▸ DESCRIPTION OF THE TASK
Look below and pull out each line with the word "reason".

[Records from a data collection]
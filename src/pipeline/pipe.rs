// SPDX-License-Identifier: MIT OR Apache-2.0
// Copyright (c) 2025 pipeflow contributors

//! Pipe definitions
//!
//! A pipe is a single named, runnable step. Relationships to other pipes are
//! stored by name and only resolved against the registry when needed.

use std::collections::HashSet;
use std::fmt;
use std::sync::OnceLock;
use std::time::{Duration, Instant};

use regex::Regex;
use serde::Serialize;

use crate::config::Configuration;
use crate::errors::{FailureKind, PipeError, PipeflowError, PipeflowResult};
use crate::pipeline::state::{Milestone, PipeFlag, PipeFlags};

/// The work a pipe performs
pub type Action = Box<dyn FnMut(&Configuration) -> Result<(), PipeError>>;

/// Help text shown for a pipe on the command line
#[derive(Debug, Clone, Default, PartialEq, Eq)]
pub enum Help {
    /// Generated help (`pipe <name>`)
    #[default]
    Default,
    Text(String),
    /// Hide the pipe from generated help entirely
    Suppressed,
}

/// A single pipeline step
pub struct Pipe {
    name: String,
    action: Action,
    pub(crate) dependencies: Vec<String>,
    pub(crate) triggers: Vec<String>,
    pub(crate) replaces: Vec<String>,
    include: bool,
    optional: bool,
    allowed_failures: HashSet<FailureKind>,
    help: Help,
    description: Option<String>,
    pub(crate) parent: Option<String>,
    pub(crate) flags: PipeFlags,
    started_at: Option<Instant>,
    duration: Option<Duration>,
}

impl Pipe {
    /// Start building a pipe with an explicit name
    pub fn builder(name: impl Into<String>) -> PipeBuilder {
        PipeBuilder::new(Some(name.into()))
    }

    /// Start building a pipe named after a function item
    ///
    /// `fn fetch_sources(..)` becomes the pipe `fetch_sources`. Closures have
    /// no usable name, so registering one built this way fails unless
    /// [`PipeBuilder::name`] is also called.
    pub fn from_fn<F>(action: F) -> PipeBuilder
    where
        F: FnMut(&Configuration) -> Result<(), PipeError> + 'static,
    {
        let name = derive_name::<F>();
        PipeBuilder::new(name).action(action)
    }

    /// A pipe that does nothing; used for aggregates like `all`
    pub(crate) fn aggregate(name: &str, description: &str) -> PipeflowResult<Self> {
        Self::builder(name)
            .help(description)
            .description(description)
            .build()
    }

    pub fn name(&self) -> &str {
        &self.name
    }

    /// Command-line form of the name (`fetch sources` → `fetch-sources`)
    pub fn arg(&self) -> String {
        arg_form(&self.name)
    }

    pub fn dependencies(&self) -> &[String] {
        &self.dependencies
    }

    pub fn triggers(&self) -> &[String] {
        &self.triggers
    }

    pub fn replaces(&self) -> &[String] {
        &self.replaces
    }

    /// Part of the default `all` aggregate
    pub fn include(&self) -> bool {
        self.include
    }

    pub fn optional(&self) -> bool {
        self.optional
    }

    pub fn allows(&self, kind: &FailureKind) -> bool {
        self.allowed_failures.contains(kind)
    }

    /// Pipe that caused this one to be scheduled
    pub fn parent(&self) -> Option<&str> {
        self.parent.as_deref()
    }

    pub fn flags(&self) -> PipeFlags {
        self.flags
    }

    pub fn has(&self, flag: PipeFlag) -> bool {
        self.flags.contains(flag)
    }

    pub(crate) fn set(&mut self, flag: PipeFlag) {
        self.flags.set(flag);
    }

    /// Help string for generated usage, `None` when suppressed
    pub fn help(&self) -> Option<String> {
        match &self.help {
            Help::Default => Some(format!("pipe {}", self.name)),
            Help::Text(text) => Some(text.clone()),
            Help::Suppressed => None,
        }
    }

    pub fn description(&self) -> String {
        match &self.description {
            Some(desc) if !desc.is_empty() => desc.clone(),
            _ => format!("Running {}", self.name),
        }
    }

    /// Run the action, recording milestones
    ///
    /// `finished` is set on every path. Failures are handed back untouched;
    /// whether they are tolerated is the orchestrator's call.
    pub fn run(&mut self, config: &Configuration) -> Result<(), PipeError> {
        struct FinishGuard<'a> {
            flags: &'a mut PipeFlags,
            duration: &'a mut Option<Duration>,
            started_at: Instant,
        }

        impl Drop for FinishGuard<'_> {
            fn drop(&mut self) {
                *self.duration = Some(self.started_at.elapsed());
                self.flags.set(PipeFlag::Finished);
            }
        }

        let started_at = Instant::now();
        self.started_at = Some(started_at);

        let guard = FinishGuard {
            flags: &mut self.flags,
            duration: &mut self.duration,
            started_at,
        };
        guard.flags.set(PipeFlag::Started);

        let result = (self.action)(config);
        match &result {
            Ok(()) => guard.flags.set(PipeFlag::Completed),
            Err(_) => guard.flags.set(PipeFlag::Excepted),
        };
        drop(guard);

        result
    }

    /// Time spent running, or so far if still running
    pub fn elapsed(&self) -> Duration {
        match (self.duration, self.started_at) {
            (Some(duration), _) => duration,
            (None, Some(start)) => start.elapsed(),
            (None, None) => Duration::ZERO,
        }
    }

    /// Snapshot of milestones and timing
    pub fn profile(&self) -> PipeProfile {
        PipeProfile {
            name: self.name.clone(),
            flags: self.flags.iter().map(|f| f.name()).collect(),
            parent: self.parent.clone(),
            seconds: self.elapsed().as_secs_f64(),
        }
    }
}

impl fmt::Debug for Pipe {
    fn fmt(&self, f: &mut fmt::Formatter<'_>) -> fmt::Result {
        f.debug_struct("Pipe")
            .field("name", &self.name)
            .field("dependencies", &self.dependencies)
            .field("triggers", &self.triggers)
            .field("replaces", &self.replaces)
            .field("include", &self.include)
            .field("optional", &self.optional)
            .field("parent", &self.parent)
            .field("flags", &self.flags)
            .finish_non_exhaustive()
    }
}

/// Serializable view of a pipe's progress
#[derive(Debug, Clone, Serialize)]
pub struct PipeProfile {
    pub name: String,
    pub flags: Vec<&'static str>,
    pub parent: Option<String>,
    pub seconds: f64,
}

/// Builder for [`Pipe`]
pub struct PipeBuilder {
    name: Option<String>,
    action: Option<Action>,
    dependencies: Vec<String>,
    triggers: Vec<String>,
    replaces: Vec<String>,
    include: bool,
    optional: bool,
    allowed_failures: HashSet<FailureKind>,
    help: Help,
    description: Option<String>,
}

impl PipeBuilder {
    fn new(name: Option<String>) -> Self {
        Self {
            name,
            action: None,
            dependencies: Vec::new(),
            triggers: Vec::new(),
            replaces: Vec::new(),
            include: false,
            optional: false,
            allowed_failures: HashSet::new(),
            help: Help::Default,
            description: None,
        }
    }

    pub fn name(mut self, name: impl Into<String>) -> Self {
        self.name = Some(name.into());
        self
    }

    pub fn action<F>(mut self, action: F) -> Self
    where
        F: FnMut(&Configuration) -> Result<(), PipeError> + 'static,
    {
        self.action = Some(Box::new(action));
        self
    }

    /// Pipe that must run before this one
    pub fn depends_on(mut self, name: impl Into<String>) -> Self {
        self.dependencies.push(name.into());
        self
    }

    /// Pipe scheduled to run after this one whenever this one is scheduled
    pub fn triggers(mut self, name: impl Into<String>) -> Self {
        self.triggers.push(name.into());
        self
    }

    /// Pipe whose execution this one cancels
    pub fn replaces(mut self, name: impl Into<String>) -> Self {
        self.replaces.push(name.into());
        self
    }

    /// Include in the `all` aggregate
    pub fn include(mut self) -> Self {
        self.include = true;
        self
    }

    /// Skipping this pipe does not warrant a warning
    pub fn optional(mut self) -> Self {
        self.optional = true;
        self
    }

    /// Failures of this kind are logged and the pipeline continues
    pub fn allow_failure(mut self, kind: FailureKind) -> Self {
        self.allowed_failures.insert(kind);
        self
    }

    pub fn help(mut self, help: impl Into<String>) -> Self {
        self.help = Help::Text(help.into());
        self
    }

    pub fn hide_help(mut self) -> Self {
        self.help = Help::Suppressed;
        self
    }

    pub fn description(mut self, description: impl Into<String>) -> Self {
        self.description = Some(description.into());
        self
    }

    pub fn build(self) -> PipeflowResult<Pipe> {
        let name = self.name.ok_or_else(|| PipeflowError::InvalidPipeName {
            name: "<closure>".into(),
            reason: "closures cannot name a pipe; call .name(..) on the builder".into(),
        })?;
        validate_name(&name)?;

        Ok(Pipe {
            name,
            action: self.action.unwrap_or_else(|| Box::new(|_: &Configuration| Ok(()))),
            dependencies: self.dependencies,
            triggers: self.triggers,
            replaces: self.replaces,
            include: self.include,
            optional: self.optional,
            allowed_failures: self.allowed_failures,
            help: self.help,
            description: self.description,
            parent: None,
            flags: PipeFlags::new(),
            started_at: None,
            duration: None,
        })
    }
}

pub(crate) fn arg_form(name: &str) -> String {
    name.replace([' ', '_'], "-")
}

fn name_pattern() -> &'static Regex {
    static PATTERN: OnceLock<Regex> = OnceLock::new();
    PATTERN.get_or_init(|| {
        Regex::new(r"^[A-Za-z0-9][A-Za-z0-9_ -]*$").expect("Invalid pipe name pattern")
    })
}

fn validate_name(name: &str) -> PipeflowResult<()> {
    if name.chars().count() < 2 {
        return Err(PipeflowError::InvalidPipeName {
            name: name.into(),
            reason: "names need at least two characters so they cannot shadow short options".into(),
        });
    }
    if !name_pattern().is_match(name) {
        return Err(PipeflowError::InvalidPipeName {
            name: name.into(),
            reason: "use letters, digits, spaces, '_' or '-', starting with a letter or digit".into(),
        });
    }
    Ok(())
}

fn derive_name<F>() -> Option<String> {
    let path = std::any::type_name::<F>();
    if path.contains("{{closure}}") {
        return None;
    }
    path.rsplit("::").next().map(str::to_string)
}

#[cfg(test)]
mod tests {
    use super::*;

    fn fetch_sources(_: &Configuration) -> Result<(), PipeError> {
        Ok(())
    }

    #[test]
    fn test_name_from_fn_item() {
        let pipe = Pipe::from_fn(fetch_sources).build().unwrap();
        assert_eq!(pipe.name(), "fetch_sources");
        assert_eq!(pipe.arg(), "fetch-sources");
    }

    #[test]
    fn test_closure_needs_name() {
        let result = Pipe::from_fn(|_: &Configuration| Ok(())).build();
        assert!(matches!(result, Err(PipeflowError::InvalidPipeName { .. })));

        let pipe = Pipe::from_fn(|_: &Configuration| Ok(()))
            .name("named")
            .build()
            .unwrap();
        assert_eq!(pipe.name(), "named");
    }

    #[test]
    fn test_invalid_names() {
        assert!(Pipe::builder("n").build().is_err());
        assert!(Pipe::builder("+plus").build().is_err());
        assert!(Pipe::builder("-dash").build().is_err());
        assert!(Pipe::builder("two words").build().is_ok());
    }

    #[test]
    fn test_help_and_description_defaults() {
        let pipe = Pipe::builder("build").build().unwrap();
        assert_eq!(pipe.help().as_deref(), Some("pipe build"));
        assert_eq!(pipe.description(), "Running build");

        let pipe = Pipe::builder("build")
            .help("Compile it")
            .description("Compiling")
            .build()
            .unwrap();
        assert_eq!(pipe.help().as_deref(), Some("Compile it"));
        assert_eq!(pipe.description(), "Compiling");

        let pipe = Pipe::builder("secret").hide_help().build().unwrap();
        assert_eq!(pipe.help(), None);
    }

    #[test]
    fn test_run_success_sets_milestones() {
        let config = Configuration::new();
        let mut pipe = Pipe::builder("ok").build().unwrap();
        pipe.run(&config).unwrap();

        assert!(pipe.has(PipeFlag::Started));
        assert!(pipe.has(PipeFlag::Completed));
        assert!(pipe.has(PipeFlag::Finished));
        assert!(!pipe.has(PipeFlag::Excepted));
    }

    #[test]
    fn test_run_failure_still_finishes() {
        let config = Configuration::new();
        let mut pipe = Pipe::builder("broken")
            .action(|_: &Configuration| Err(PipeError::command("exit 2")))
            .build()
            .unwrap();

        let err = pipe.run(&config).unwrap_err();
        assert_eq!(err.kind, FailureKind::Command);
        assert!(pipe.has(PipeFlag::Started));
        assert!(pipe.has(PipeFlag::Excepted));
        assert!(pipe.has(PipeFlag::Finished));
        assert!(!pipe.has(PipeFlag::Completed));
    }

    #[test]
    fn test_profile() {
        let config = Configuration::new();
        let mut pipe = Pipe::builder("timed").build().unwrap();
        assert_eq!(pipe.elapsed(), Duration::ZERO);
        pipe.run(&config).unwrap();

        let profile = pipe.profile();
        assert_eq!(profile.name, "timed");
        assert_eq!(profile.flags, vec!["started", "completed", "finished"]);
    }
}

▸ PROBLEM SOLUTION
            reason: "closures cannot name a pipe; call .name(..) on the builder".into(),
            reason: "names need at least two characters so they cannot shadow short options".into(),
            reason: "use letters, digits, spaces, '_' or '-', starting with a letter or digit".into(),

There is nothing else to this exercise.